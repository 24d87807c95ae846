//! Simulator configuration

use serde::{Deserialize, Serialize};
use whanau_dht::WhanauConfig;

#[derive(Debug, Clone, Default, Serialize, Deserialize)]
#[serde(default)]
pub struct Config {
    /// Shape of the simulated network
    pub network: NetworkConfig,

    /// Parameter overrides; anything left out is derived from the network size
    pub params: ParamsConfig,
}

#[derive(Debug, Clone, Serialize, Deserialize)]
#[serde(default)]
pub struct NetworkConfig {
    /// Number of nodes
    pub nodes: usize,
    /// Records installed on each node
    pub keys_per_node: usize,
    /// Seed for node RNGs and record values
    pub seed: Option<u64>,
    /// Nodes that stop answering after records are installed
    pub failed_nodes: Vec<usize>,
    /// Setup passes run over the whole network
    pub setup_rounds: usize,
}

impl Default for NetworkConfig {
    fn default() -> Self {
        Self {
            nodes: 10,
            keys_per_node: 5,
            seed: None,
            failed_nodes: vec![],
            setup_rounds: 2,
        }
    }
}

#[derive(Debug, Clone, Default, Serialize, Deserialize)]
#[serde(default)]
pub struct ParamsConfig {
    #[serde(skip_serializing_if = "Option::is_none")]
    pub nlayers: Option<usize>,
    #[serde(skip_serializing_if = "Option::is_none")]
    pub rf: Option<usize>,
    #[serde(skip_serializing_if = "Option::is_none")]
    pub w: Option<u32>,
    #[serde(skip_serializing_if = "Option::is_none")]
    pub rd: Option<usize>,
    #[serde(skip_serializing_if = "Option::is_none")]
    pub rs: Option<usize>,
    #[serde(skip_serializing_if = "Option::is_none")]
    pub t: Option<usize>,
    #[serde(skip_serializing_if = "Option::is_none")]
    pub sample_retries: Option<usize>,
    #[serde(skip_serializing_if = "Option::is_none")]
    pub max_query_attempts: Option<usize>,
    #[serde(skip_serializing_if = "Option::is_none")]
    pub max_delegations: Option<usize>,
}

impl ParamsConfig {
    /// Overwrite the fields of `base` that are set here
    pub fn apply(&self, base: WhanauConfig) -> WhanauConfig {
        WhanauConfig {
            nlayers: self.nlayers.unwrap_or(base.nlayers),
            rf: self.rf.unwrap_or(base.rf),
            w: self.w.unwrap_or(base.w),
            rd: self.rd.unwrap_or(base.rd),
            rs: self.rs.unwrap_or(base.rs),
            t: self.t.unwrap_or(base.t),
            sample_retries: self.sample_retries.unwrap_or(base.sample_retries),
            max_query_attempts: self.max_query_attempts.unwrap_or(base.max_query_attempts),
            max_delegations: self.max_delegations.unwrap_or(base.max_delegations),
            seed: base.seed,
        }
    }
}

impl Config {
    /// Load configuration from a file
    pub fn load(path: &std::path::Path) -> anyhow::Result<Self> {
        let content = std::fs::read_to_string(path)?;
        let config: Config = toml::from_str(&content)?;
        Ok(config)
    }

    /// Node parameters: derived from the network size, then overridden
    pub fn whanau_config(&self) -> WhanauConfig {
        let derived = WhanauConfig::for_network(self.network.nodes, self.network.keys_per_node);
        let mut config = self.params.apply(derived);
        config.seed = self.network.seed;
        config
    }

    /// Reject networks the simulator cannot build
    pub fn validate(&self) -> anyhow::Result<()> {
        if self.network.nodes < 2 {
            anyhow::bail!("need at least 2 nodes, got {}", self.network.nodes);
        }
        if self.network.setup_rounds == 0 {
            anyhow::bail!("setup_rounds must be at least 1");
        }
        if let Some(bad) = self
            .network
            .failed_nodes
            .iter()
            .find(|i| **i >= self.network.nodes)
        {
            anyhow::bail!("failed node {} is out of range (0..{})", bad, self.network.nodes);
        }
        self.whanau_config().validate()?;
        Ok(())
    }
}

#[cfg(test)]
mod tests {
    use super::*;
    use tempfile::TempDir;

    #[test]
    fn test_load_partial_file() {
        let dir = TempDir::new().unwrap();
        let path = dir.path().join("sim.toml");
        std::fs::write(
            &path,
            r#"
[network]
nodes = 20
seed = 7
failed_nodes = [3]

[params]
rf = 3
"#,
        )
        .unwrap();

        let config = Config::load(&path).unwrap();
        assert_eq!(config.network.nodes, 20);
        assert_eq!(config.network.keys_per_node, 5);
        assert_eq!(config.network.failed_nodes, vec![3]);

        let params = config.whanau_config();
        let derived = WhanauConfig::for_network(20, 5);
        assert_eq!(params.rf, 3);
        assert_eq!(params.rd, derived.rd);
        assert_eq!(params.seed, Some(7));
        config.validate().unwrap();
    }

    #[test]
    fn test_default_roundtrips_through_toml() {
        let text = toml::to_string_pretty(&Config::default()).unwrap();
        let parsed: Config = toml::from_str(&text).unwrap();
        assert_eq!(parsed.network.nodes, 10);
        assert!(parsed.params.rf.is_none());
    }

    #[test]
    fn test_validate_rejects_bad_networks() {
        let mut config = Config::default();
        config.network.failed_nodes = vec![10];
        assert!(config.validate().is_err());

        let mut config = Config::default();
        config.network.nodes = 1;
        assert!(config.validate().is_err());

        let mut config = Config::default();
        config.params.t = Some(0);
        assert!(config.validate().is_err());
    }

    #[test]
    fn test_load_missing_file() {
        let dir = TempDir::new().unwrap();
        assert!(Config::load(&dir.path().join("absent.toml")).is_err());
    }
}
-------
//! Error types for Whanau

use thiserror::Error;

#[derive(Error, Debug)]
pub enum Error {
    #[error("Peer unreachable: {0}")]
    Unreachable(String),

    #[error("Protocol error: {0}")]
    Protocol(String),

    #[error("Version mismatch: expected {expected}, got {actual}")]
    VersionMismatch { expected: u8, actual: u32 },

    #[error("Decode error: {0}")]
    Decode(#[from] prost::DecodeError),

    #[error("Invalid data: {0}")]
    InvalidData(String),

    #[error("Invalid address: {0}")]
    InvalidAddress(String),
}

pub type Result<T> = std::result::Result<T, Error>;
-------
Required action:
How many lines of the entries contain the string "ParamsConfig"? Answer with a number and no other words.

Worked solution:
3